Right in the middle of Wednesday’s important voting activities on concealed carry reciprocity, Texas Congressman Al Green (D) took the House microphone to call for a vote on his proposed impeachment of President Donald Trump.
What happened next underscores the age old advice, “Just because you can do something, doesn’t mean you should” and “Be careful what you ask for, you may get it.”
Green got it, alright. Live on C-SPAN, Green’s impeachment effort was crushed as Republicans and Democrats overwhelmingly rejected the impeachment proposal 364-58. It was the kind of legislative slapdown perhaps befitting such a notion. Greene launched his effort earlier this year with an impassioned speech.
Green was among the 184 Democrats, joined by 14 Republicans, who voted against the reciprocity measure. He was on the losing side in that effort as well.
Republicans, joined by six Democrats, pushed concealed carry reciprocity over the top 231-198. To the surprise of some people, anti-gun Democrats were joined by 14 Republicans, but most of those GOP members weren’t voting “no” because they oppose concealed carry. Their opposition stems mainly from the combination of reciprocity and another measure, “Fix NICS,” to ostensibly improve the National Instant Check System. Whether they dislike NICS altogether and want it gone, or just believe the two issues should stand alone, they voted against H.R. 38.

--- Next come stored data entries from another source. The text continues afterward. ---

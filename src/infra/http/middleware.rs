use std::time::Instant;

use axum::{body::Body, http::Request, middleware::Next, response::Response};
use tracing::{error, warn};

use crate::{application::error::ErrorReport, cache::CACHE_STATUS_HEADER};

pub async fn log_responses(request: Request<Body>, next: Next) -> Response {
    let method = request.method().clone();
    let uri = request.uri().clone();
    let start = Instant::now();

    let mut response = next.run(request).await;
    let status = response.status();

    if status.is_client_error() || status.is_server_error() {
        let elapsed_ms = start.elapsed().as_millis();
        let report = response.extensions_mut().remove::<ErrorReport>();
        let (source, messages) = match report {
            Some(report) => (report.source, report.messages),
            None => ("unknown", Vec::new()),
        };
        let detail = messages
            .first()
            .cloned()
            .unwrap_or_else(|| "no diagnostic available".to_string());
        let cache = response
            .headers()
            .get(CACHE_STATUS_HEADER)
            .and_then(|value| value.to_str().ok())
            .unwrap_or("none")
            .to_string();

        if status.is_server_error() {
            error!(
                target = "blobcache::http::response",
                status = status.as_u16(),
                method = %method,
                path = %uri.path(),
                query = uri.query().unwrap_or(""),
                elapsed_ms = elapsed_ms,
                source = source,
                detail = %detail,
                chain = ?messages,
                cache = %cache,
                "request failed",
            );
        } else {
            warn!(
                target = "blobcache::http::response",
                status = status.as_u16(),
                method = %method,
                path = %uri.path(),
                query = uri.query().unwrap_or(""),
                elapsed_ms = elapsed_ms,
                source = source,
                detail = %detail,
                chain = ?messages,
                cache = %cache,
                "client request error",
            );
        }
    }

    response
}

Green’s call for a vote on his impeachment language only interrupted the flow of the reciprocity proceedings. It was almost as though he were attempting to stall the inevitable. Reciprocity may face tough going in the Senate, but the House vote was a decided victory for gun owners.
Trump has been in the crosshairs since before he took office. For months, the news was dominated by the alleged Russia links, but that meme staled quickly when the discussion began to creep uncomfortably closer to Hillary Clinton.

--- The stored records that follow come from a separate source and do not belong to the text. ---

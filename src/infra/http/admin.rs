use axum::{
    Json, Router,
    extract::State,
    http::StatusCode,
    middleware,
    response::{IntoResponse, Response},
    routing::{get, post},
};
use serde::{Deserialize, Serialize};
use tracing::info;
use url::Url;

use crate::{application::error::HttpError, cache::CacheState};

use super::middleware::log_responses;

/// Body of `POST /hooks/content-saved`, sent by the site when a page changes.
#[derive(Debug, Deserialize)]
pub struct ContentSaved {
    pub url: String,
}

#[derive(Debug, Serialize, Deserialize, PartialEq, Eq)]
pub struct InvalidationReport {
    pub removed: usize,
}

pub fn build_admin_router(state: CacheState) -> Router {
    Router::new()
        .route("/health", get(admin_health))
        .route("/hooks/content-saved", post(content_saved))
        .with_state(state)
        .layer(middleware::from_fn(log_responses))
}

async fn admin_health() -> Response {
    StatusCode::NO_CONTENT.into_response()
}

async fn content_saved(
    State(state): State<CacheState>,
    Json(payload): Json<ContentSaved>,
) -> Result<Json<InvalidationReport>, HttpError> {
    let url = Url::parse(payload.url.trim()).map_err(|err| {
        HttpError::from_error(
            "infra::http::admin::content_saved",
            StatusCode::BAD_REQUEST,
            "Invalid page url",
            &err,
        )
    })?;

    let removed = state.coordinator.invalidate_url(&url).await?;
    info!(page = %url, removed, "invalidated saved page");
    Ok(Json(InvalidationReport { removed }))
}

A new Rasmussen survey released Thursday shows 33 percent of likely U.S. voters think special investigator Robert Mueller and his team have a political agenda in their investigation of the alleged Trump-Russia connection. Breaking that down along party lines, 63 percent of Democrats think Mueller’s probe is legitimate, while 42 percent of Republicans and 36 percent of independents think this is political. Thirty-five percent of Republicans and 46 percent of independents think the investigation is impartial.
Meanwhile, Trump is maintaining his maverick style. Wednesday’s declaration by the president that Jerusalem is considered the Israeli capital gave the talking heads something more to talk about. The president’s bull-in-the-china-shop persona has upset many a political apple cart over the past 11 months.
He came into office promising to “drain the swamp.” He hasn’t accomplished that, but he’s knocked some pretty good holes in the dam, and House rejection of Green’s impeachment proposal just re-fueled the bulldozer.